そんな思いを見る者に抱かせる、ハートフルなコメディ映画が、『残念なアイドルはゾンビメイクがよく似合う』です。
まとめ
ちょっと待て、この映画はホラー映画なのか?と思った方もいるでしょう。
確かにホラーなストーリー展開のある映画ではありません。登場する特殊メイクも、厳密にはゾンビメイクと呼んでいいものかどうか。しかし血みどろな姿と、ホラーなメイクは確かに登場します。
アイドルたちの人間関係が時にホラーだった、と力説してもいいですが、ホラーとして売られた映画に、変則的ストーリーの作品があるのはよくある事。こんな映画もまた一興とお楽しみ下さい。
しかしこの作品に登場する人物で、一番“残念”なのは監督です。
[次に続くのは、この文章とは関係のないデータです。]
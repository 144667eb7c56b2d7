//! Footnote marker written in the body text where a note was found

use crate::converters::osis_to_html::context::RenderContext;
use crate::utils::html::{escape_attribute, escape_text};

/// Writes `<a href='note:BASIS/REF' class='noteRef'>REF</a> ` when notes are shown
pub fn write_note_marker(note_ref: &str, cx: &mut RenderContext<'_>) {
    if !cx.params.show_notes {
        return;
    }
    let basis = cx.basis_ref();
    cx.writer.write(&format!(
        "<a href='note:{}/{}' class='noteRef'>{}</a> ",
        escape_attribute(&basis),
        escape_attribute(note_ref),
        escape_text(note_ref)
    ));
}
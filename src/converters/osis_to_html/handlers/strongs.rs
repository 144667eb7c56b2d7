//! Strong's numbers and morphology on `<w>` elements
//!
//! The word text is written by the character path as it arrives; when the
//! element closes the annotations follow it. Strong's numbers are emitted in
//! reverse source order and the morphology link is glued to the number it is
//! paired with, e.g. for `lemma="strong:H0853 strong:H01254" morph="robinson:N-PRI"`:
//!
//! ```text
//! text <a href='hdef:01254' class='strongs'>01254</a> <a href='hdef:00853' class='strongs'>0853</a><a href='robinson:N-PRI' class='morphology'>N-PRI</a>
//! ```
//!
//! followed by a single space.

use crate::converters::osis_to_html::context::RenderContext;
use crate::converters::osis_to_html::tags::TagHandler;
use crate::parse::osis;
use crate::parse::Attributes;
use crate::utils::html::{escape_attribute, escape_text};

/// Morphology schemes that have a definition module to link to
const LINKED_MORPHOLOGY_SCHEMES: &[&str] = &["robinson"];

const STRONGS_NUMBER_WIDTH: usize = 5;

#[derive(Debug, Default)]
pub struct StrongsHandler {
    /// Annotation groups of the open `<w>` elements, innermost last
    pending: Vec<Vec<String>>,
}

impl StrongsHandler {
    pub fn new() -> Self {
        Self::default()
    }

    /// One rendered annotation per Strong's number, in source order
    fn strongs_links(lemma: &str) -> Vec<String> {
        lemma
            .split_whitespace()
            .filter_map(|token| token.strip_prefix(osis::LEMMA_STRONGS_PREFIX))
            .filter(|code| code.len() >= 2)
            .filter_map(strongs_link)
            .collect()
    }

    /// One rendered annotation per morphology code, in source order
    fn morphology_links(morph: &str) -> Vec<String> {
        morph
            .split_whitespace()
            .filter_map(|token| {
                let (scheme, code) = token.split_once(':')?;
                if code.is_empty() {
                    return None;
                }
                if LINKED_MORPHOLOGY_SCHEMES.contains(&scheme) {
                    Some(format!(
                        "<a href='{}:{}' class='morphology'>{}</a>",
                        scheme,
                        escape_attribute(code),
                        escape_text(code)
                    ))
                } else {
                    Some(format!("<span class='morphology'>{}</span>", escape_text(code)))
                }
            })
            .collect()
    }

    /// Pair numbers with morphology by position, then reverse
    fn annotations(attrs: &Attributes, cx: &RenderContext<'_>) -> Vec<String> {
        let strongs = match (cx.params.show_strongs, attrs.get(osis::ATTR_LEMMA)) {
            (true, Some(lemma)) => Self::strongs_links(lemma),
            _ => Vec::new(),
        };
        let morphology = match (cx.params.show_morphology, attrs.get(osis::ATTR_MORPH)) {
            (true, Some(morph)) => Self::morphology_links(morph),
            _ => Vec::new(),
        };

        let count = strongs.len().max(morphology.len());
        let mut merged: Vec<String> = (0..count)
            .map(|i| {
                let mut item = strongs.get(i).cloned().unwrap_or_default();
                if let Some(m) = morphology.get(i) {
                    item.push_str(m);
                }
                item
            })
            .collect();
        merged.reverse();
        merged
    }
}

/// Link for a code such as `H07225`, or the bare code if the language is unknown
fn strongs_link(code: &str) -> Option<String> {
    let mut chars = code.chars();
    let language = chars.next()?;
    let number = chars.as_str();
    let protocol = match language {
        'H' | 'h' => "hdef",
        'G' | 'g' => "gdef",
        _ => {
            log::debug!("Unknown Strong's language in {}", code);
            return Some(escape_text(code).into_owned());
        }
    };

    let digits: String = number.chars().take_while(|c| c.is_ascii_digit()).collect();
    if digits.is_empty() {
        return Some(escape_text(code).into_owned());
    }
    Some(format!(
        "<a href='{}:{:0>width$}' class='strongs'>{}</a>",
        protocol,
        digits,
        escape_text(number),
        width = STRONGS_NUMBER_WIDTH
    ))
}

impl TagHandler for StrongsHandler {
    fn tag_name(&self) -> &'static str {
        osis::W
    }

    fn start(&mut self, attrs: &Attributes, cx: &mut RenderContext<'_>) {
        let annotations = Self::annotations(attrs, cx);
        self.pending.push(annotations);
    }

    fn end(&mut self, cx: &mut RenderContext<'_>) {
        let Some(annotations) = self.pending.pop() else {
            return;
        };
        if annotations.is_empty() {
            return;
        }
        for annotation in &annotations {
            cx.writer.write(" ");
            cx.writer.write(annotation);
        }
        cx.writer.write(" ");
    }
}
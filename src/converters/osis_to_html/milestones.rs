//! Correlation of start and end milestones
//!
//! A milestone start (`sID`) registers a pending span under its id; the end
//! (`eID`) with the same id takes it back out. Ends whose id was never
//! opened, or was already closed, find nothing and are ignored.

/// What a pending milestone will do when it closes
#[derive(Debug, Clone, Copy, PartialEq, Eq)]
pub enum PendingSpan {
    /// Paragraph opened when `text_mark` text runs had been written
    Paragraph { text_mark: u64 },
    /// Pre-verse content being inserted before the verse marker
    PreVerse { inserting: bool },
}

#[derive(Debug, Default)]
pub struct MilestoneRegistry {
    // Kept in open order so that flushing is deterministic
    open: Vec<(String, PendingSpan)>,
}

impl MilestoneRegistry {
    pub fn new() -> Self {
        Self::default()
    }

    /// Register a start milestone. Reopening an id that is still open replaces it.
    pub fn open(&mut self, id: &str, span: PendingSpan) {
        if let Some(entry) = self.open.iter_mut().find(|(open_id, _)| open_id == id) {
            log::debug!("Milestone {} opened twice", id);
            entry.1 = span;
            return;
        }
        self.open.push((id.to_string(), span));
    }

    /// Remove and return the span for an end milestone
    pub fn close(&mut self, id: &str) -> Option<PendingSpan> {
        let index = self.open.iter().position(|(open_id, _)| open_id == id);
        match index {
            Some(index) => Some(self.open.remove(index).1),
            None => {
                log::debug!("End milestone {} has no open start", id);
                None
            }
        }
    }

    pub fn is_open(&self, id: &str) -> bool {
        self.open.iter().any(|(open_id, _)| open_id == id)
    }

    pub fn len(&self) -> usize {
        self.open.len()
    }

    pub fn is_empty(&self) -> bool {
        self.open.is_empty()
    }

    /// Remove every still-open span, oldest first
    pub fn drain(&mut self) -> Vec<(String, PendingSpan)> {
        std::mem::take(&mut self.open)
    }
}
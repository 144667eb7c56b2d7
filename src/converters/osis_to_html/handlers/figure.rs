//! Images embedded in a module

use crate::converters::osis_to_html::context::RenderContext;
use crate::converters::osis_to_html::tags::TagHandler;
use crate::parse::osis;
use crate::parse::Attributes;
use crate::utils::html::escape_attribute;

/// `<figure src="images/map.jpg"/>` becomes an `<img>` below the module's
/// base path. Without a base path there is nothing to point at and the
/// figure is skipped.
#[derive(Debug, Default)]
pub struct FigureHandler;

impl FigureHandler {
    pub fn new() -> Self {
        Self
    }

    fn image_src(base: &str, src: &str) -> String {
        format!(
            "{}/{}",
            base.trim_end_matches('/'),
            src.trim_start_matches('/')
        )
    }
}

impl TagHandler for FigureHandler {
    fn tag_name(&self) -> &'static str {
        osis::FIGURE
    }

    fn start(&mut self, attrs: &Attributes, cx: &mut RenderContext<'_>) {
        let Some(src) = attrs.non_empty(osis::ATTR_SRC) else {
            return;
        };
        let Some(base) = cx.params.module_base_path.as_deref() else {
            log::debug!("No module base path, skipping figure {}", src);
            return;
        };
        let img = format!("<img src='{}'/>", escape_attribute(&Self::image_src(base, src)));
        cx.write_content(&img, true);
    }

    fn end(&mut self, _cx: &mut RenderContext<'_>) {}
}

#[cfg(test)]
mod tests {
    use super::*;
    use crate::models::OsisToHtmlParameters;
    use crate::references::OsisReferenceResolver;

    #[test]
    fn test_figure_under_module_path() {
        let params = OsisToHtmlParameters {
            module_base_path: Some("/modules/kjv/".to_string()),
            ..Default::default()
        };
        let mut cx = RenderContext::new(&params, &OsisReferenceResolver);
        let mut handler = FigureHandler::new();

        handler.start(&Attributes::new().with("src", "/images/ark.jpg"), &mut cx);
        handler.end(&mut cx);

        assert_eq!(cx.writer.html(), "<img src='/modules/kjv/images/ark.jpg'/>");
        assert!(cx.passage.is_any_text_written);
    }

    #[test]
    fn test_figure_without_base_path_is_skipped() {
        let params = OsisToHtmlParameters::default();
        let mut cx = RenderContext::new(&params, &OsisReferenceResolver);
        let mut handler = FigureHandler::new();

        handler.start(&Attributes::new().with("src", "images/ark.jpg"), &mut cx);
        handler.end(&mut cx);

        assert_eq!(cx.writer.html(), "");
    }
}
予算も人手も時間も無く、まともに打ち合わせどころか挨拶もされず、自分の意図よりスタッフ都合が優先で動いていく撮影現場。
スタッフからは平然と力仕事を頼まれ、挙句の果てにアイドルからは散々な言われます。
これは森川圭監督の自虐ネタ、はたまた実体験なのでしょうか?ぜひお尋ねしたいところです。
映画『残念なアイドルはゾンビメイクがよく似合う』は2019年8月23日(金)より、キネカ大森ほかで開催される「夏のホラー秘宝まつり2019」にて上映!